**DESCRIPTION OF THE TASK**
Extract all lines in the data that contain the word "FavoritesSet".

**RECORDS TO PROCESS**
use clap::{Parser, ValueEnum};
use nimbus_ui::Intent;
use nimbus_weather::UnitSystem;
use std::path::PathBuf;

#[derive(Parser, Debug, Clone)]
#[command(name = "nimbus", version, about = "Terminal weather dashboard")]
pub struct Args {
    /// Config file to use instead of <config dir>/nimbus/config.toml
    #[arg(long)]
    pub config: Option<PathBuf>,

    /// Switch and remember the unit system before the first fetch
    #[arg(long, value_enum)]
    pub units: Option<UnitsArg>,

    /// Show one dashboard and exit instead of reading commands
    #[arg(long, default_value_t = false)]
    pub once: bool,

    /// Keep preferences in memory only
    #[arg(long, default_value_t = false)]
    pub ephemeral: bool,

    /// City to show first; without one the configured position is used
    pub city: Vec<String>,
}

impl Args {
    pub fn initial_city(&self) -> Option<String> {
        let city = self.city.join(" ");
        let city = city.trim();
        (!city.is_empty()).then(|| city.to_string())
    }
}

#[derive(ValueEnum, Debug, Clone, Copy, PartialEq, Eq)]
pub enum UnitsArg {
    Metric,
    Imperial,
}

impl From<UnitsArg> for UnitSystem {
    fn from(arg: UnitsArg) -> Self {
        match arg {
            UnitsArg::Metric => UnitSystem::Metric,
            UnitsArg::Imperial => UnitSystem::Imperial,
        }
    }
}

/// One line typed at the prompt.
#[derive(Debug, Clone, PartialEq, Eq)]
pub enum Command {
    Intent(Intent),
    Favorites,
    Countdown,
    Suggest(String),
    Show,
    Help,
    Quit,
    Invalid(String),
}

pub const HELP: &str = "\
Commands:
  <city> | search <city>   show the weather for a city
  locate                   use your configured position
  voice                    dictate a city name on the next line
  fav                      add or remove the shown city from favorites
  favs                     list favorites
  open <n>                 show favorite number n
  units                    switch between metric and imperial
  countdown                time until the next sunrise or sunset
  suggest <prefix>         city name suggestions
  show                     print the dashboard again
  help                     this text
  quit                     exit";

pub fn parse(line: &str) -> Command {
    let line = line.trim();
    let (word, rest) = match line.split_once(char::is_whitespace) {
        Some((word, rest)) => (word, rest.trim()),
        None => (line, ""),
    };

    match word.to_lowercase().as_str() {
        "" | "show" => Command::Show,
        "search" | "s" => Command::Intent(Intent::Search(rest.to_string())),
        "locate" | "here" => Command::Intent(Intent::UseLocation),
        "voice" | "listen" => Command::Intent(Intent::VoiceSearch),
        "fav" => Command::Intent(Intent::ToggleFavorite),
        "favs" | "favorites" => Command::Favorites,
        "open" => match rest.parse::<usize>() {
            Ok(n) if n > 0 => Command::Intent(Intent::OpenFavorite(n - 1)),
            _ => Command::Invalid(format!("'open' needs a favorite number, got '{}'", rest)),
        },
        "units" | "unit" => Command::Intent(Intent::ToggleUnit),
        "countdown" => Command::Countdown,
        "suggest" => Command::Suggest(rest.to_string()),
        "help" | "?" => Command::Help,
        "quit" | "exit" | "q" => Command::Quit,
        _ => Command::Intent(Intent::Search(line.to_string())),
    }
}
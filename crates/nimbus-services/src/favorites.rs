use nimbus_core::StorageError;

use crate::local_storage::LocalStorage;

/// Storage key; the value is a JSON array of city names
pub const FAVORITES_KEY: &str = "weather.favorites";

/// Favorite cities in the order they were added, without duplicates.
#[derive(Debug, Clone, Default, PartialEq, Eq)]
pub struct FavoritesSet {
    cities: Vec<String>,
}

impl FavoritesSet {
    pub fn contains(&self, city: &str) -> bool {
        self.cities.iter().any(|c| c == city)
    }

    /// Add when absent, remove when present. Returns true if `city` is now a favorite.
    pub fn toggle(&mut self, city: &str) -> bool {
        if let Some(pos) = self.cities.iter().position(|c| c == city) {
            self.cities.remove(pos);
            false
        } else {
            self.cities.push(city.to_string());
            true
        }
    }

    pub fn iter(&self) -> impl Iterator<Item = &str> {
        self.cities.iter().map(String::as_str)
    }

    pub fn get(&self, index: usize) -> Option<&str> {
        self.cities.get(index).map(String::as_str)
    }

    pub fn len(&self) -> usize {
        self.cities.len()
    }

    pub fn is_empty(&self) -> bool {
        self.cities.is_empty()
    }

    fn decode(raw: Option<&str>) -> Self {
        let Some(raw) = raw else {
            return Self::default();
        };
        match serde_json::from_str::<Vec<String>>(raw) {
            Ok(list) => {
                let mut set = Self::default();
                for city in list {
                    if !set.contains(&city) {
                        set.cities.push(city);
                    }
                }
                set
            }
            Err(e) => {
                tracing::warn!("Discarding unreadable favorites: {}", e);
                Self::default()
            }
        }
    }

    fn encode(&self) -> String {
        serde_json::to_string(&self.cities).unwrap_or_else(|_| "[]".to_string())
    }
}

/// Persisted favorites. Every mutation is written through immediately.
#[derive(Clone)]
pub struct FavoritesStore {
    storage: LocalStorage,
}

impl FavoritesStore {
    pub fn new(storage: LocalStorage) -> Self {
        Self { storage }
    }

    pub fn load(&self) -> Result<FavoritesSet, StorageError> {
        let raw = self.storage.get_item(FAVORITES_KEY)?;
        Ok(FavoritesSet::decode(raw.as_deref()))
    }

    /// Flip membership of `city` and persist; returns the updated set.
    pub fn toggle(&self, city: &str) -> Result<FavoritesSet, StorageError> {
        let mut result = FavoritesSet::default();
        self.storage.update_item(FAVORITES_KEY, |raw| {
            let mut set = FavoritesSet::decode(raw.as_deref());
            let added = set.toggle(city);
            tracing::info!(
                "{} favorite {:?}",
                if added { "Added" } else { "Removed" },
                city
            );
            let encoded = set.encode();
            result = set;
            encoded
        })?;
        Ok(result)
    }

    pub fn contains(&self, city: &str) -> Result<bool, StorageError> {
        Ok(self.load()?.contains(city))
    }
}
use anyhow::{Context, Result};
use serde::{Deserialize, Serialize};
use std::path::{Path, PathBuf};
use url::Url;

/// Environment variable that overrides `weather.api_key`.
pub const API_KEY_ENV: &str = "OPENWEATHER_API_KEY";

/// Configuration validation errors
#[derive(Debug, Clone)]
pub struct ConfigValidationError {
    pub field: String,
    pub message: String,
}

impl std::fmt::Display for ConfigValidationError {
    fn fmt(&self, f: &mut std::fmt::Formatter<'_>) -> std::fmt::Result {
        write!(f, "{}: {}", self.field, self.message)
    }
}

/// Result of config validation
#[derive(Debug, Clone, Default)]
pub struct ValidationResult {
    pub errors: Vec<ConfigValidationError>,
    pub warnings: Vec<ConfigValidationError>,
}

impl ValidationResult {
    /// Returns true if there are no errors (warnings are OK)
    pub fn is_valid(&self) -> bool {
        self.errors.is_empty()
    }

    pub fn add_error(&mut self, field: impl Into<String>, message: impl Into<String>) {
        self.errors.push(ConfigValidationError {
            field: field.into(),
            message: message.into(),
        });
    }

    pub fn add_warning(&mut self, field: impl Into<String>, message: impl Into<String>) {
        self.warnings.push(ConfigValidationError {
            field: field.into(),
            message: message.into(),
        });
    }

    /// All errors joined into one line, empty when valid.
    pub fn error_summary(&self) -> String {
        self.errors
            .iter()
            .map(|e| e.to_string())
            .collect::<Vec<_>>()
            .join("; ")
    }
}

#[derive(Debug, Clone, Serialize, Deserialize)]
pub struct Config {
    /// Directory holding config.toml
    pub config_dir: PathBuf,

    /// Directory holding the preferences database
    pub data_dir: PathBuf,

    #[serde(default)]
    pub weather: WeatherConfig,

    /// Fixed position reported by the geolocation provider
    #[serde(default)]
    pub location: LocationConfig,

    #[serde(default)]
    pub ui: UiConfig,

    #[serde(default)]
    pub logging: LoggingConfig,
}

#[derive(Debug, Clone, Serialize, Deserialize)]
pub struct WeatherConfig {
    /// OpenWeatherMap API key (OPENWEATHER_API_KEY wins when set)
    #[serde(default)]
    pub api_key: Option<String>,

    /// Base URL for current, forecast and air pollution endpoints
    #[serde(default = "default_api_base_url")]
    pub api_base_url: String,

    /// Base URL for the direct geocoding endpoint
    #[serde(default = "default_geo_base_url")]
    pub geo_base_url: String,

    /// Per-request timeout
    #[serde(default = "default_timeout_secs")]
    pub timeout_secs: u64,

    /// Show the dashboard without air quality when that request fails
    #[serde(default)]
    pub tolerate_air_quality_failure: bool,
}

fn default_api_base_url() -> String {
    "https://api.openweathermap.org/data/2.5".to_string()
}

fn default_geo_base_url() -> String {
    "https://api.openweathermap.org/geo/1.0".to_string()
}

fn default_timeout_secs() -> u64 {
    10
}

impl Default for WeatherConfig {
    fn default() -> Self {
        Self {
            api_key: None,
            api_base_url: default_api_base_url(),
            geo_base_url: default_geo_base_url(),
            timeout_secs: default_timeout_secs(),
            tolerate_air_quality_failure: false,
        }
    }
}

impl WeatherConfig {
    /// Key from the environment, falling back to the config file.
    pub fn effective_api_key(&self) -> Option<String> {
        std::env::var(API_KEY_ENV)
            .ok()
            .filter(|k| !k.trim().is_empty())
            .or_else(|| self.api_key.clone().filter(|k| !k.trim().is_empty()))
    }
}

#[derive(Debug, Clone, Default, Serialize, Deserialize)]
pub struct LocationConfig {
    pub latitude: Option<f64>,
    pub longitude: Option<f64>,
}

impl LocationConfig {
    /// Both coordinates, or nothing.
    pub fn position(&self) -> Option<(f64, f64)> {
        match (self.latitude, self.longitude) {
            (Some(lat), Some(lon)) => Some((lat, lon)),
            _ => None,
        }
    }
}

#[derive(Debug, Clone, Serialize, Deserialize)]
pub struct UiConfig {
    /// Locate the user as soon as the dashboard starts
    #[serde(default = "default_true")]
    pub locate_on_startup: bool,

    /// Keep the sunrise/sunset countdown running
    #[serde(default = "default_true")]
    pub countdown: bool,

    /// Cities offered as search suggestions; empty means the built-in list
    #[serde(default)]
    pub suggestions: Vec<String>,
}

fn default_true() -> bool {
    true
}

impl Default for UiConfig {
    fn default() -> Self {
        Self {
            locate_on_startup: true,
            countdown: true,
            suggestions: Vec::new(),
        }
    }
}

#[derive(Debug, Clone, Serialize, Deserialize)]
pub struct LoggingConfig {
    /// Filter used when RUST_LOG is not set
    #[serde(default = "default_log_level")]
    pub level: String,
}

fn default_log_level() -> String {
    "info".to_string()
}

impl Default for LoggingConfig {
    fn default() -> Self {
        Self {
            level: default_log_level(),
        }
    }
}

impl Default for Config {
    fn default() -> Self {
        let config_dir = dirs::config_dir()
            .unwrap_or_else(|| PathBuf::from("."))
            .join("nimbus");
        let data_dir = dirs::data_dir()
            .unwrap_or_else(|| PathBuf::from("."))
            .join("nimbus");

        Self {
            config_dir,
            data_dir,
            weather: WeatherConfig::default(),
            location: LocationConfig::default(),
            ui: UiConfig::default(),
            logging: LoggingConfig::default(),
        }
    }
}

impl Config {
    /// Load configuration from the default location, creating it if it doesn't exist
    pub fn load() -> Result<Self> {
        Self::load_from(&Self::config_path()?)
    }

    /// Load configuration from an explicit path, writing defaults there if missing
    pub fn load_from(path: &Path) -> Result<Self> {
        if !path.exists() {
            let mut config = Self::default();
            if let Some(parent) = path.parent() {
                config.config_dir = parent.to_path_buf();
            }
            config.save_to(path)?;
            tracing::info!("Wrote default config to {}", path.display());
            return Ok(config);
        }

        let contents = std::fs::read_to_string(path)
            .with_context(|| format!("Failed to read config file {}", path.display()))?;

        let config: Config = toml::from_str(&contents).context("Failed to parse config file")?;

        Ok(config)
    }

    /// Load configuration and validate it
    ///
    /// Errors abort; warnings are returned for the caller to report.
    pub fn load_validated(path: Option<&Path>) -> Result<(Self, ValidationResult)> {
        let config = match path {
            Some(p) => Self::load_from(p)?,
            None => Self::load()?,
        };
        let validation = config.validate();

        if !validation.is_valid() {
            anyhow::bail!(
                "Configuration validation failed: {}",
                validation.error_summary()
            );
        }

        Ok((config, validation))
    }

    pub fn validate(&self) -> ValidationResult {
        let mut result = ValidationResult::default();

        self.validate_url(&self.weather.api_base_url, "weather.api_base_url", &mut result);
        self.validate_url(&self.weather.geo_base_url, "weather.geo_base_url", &mut result);

        if self.weather.timeout_secs == 0 {
            result.add_error("weather.timeout_secs", "Timeout must be greater than 0");
        } else if self.weather.timeout_secs > 120 {
            result.add_warning(
                "weather.timeout_secs",
                "Timeout is unusually long (>120 seconds)",
            );
        }

        if self.weather.effective_api_key().is_none() {
            result.add_warning(
                "weather.api_key",
                format!("No API key configured - set it in config.toml or {}", API_KEY_ENV),
            );
        }

        match (self.location.latitude, self.location.longitude) {
            (Some(lat), Some(lon)) => {
                if !(-90.0..=90.0).contains(&lat) {
                    result.add_error("location.latitude", "Latitude must be within -90..=90");
                }
                if !(-180.0..=180.0).contains(&lon) {
                    result.add_error("location.longitude", "Longitude must be within -180..=180");
                }
            }
            (None, None) => {}
            _ => result.add_warning(
                "location",
                "Only one of latitude/longitude is set - location lookup is disabled",
            ),
        }

        if self.logging.level.trim().is_empty() {
            result.add_warning("logging.level", "Empty log level - falling back to info");
        }

        result
    }

    fn validate_url(&self, url_str: &str, field_name: &str, result: &mut ValidationResult) {
        match Url::parse(url_str) {
            Ok(url) => {
                if url.scheme() != "http" && url.scheme() != "https" {
                    result.add_error(
                        field_name,
                        format!("URL must use http or https scheme, got: {}", url.scheme()),
                    );
                }

                if url.host().is_none() {
                    result.add_error(field_name, "URL must have a host");
                }

                if let Some(port) = url.port() {
                    if port == 0 {
                        result.add_error(field_name, "Port cannot be 0");
                    }
                }
            }
            Err(e) => {
                result.add_error(field_name, format!("Invalid URL: {}", e));
            }
        }
    }

    pub fn save_to(&self, path: &Path) -> Result<()> {
        if let Some(parent) = path.parent() {
            std::fs::create_dir_all(parent).context("Failed to create config directory")?;
        }

        let contents = toml::to_string_pretty(self).context("Failed to serialize config")?;

        std::fs::write(path, contents).context("Failed to write config file")?;

        Ok(())
    }

    /// Path of the preferences database
    pub fn preferences_path(&self) -> PathBuf {
        self.data_dir.join("preferences.db")
    }

    fn config_path() -> Result<PathBuf> {
        let config_dir = dirs::config_dir()
            .context("Failed to get config directory")?
            .join("nimbus");

        Ok(config_dir.join("config.toml"))
    }
}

**COMPLETED TASK**
pub struct FavoritesSet {
impl FavoritesSet {
    pub fn load(&self) -> Result<FavoritesSet, StorageError> {
        Ok(FavoritesSet::decode(raw.as_deref()))
    pub fn toggle(&self, city: &str) -> Result<FavoritesSet, StorageError> {
        let mut result = FavoritesSet::default();
            let mut set = FavoritesSet::decode(raw.as_deref());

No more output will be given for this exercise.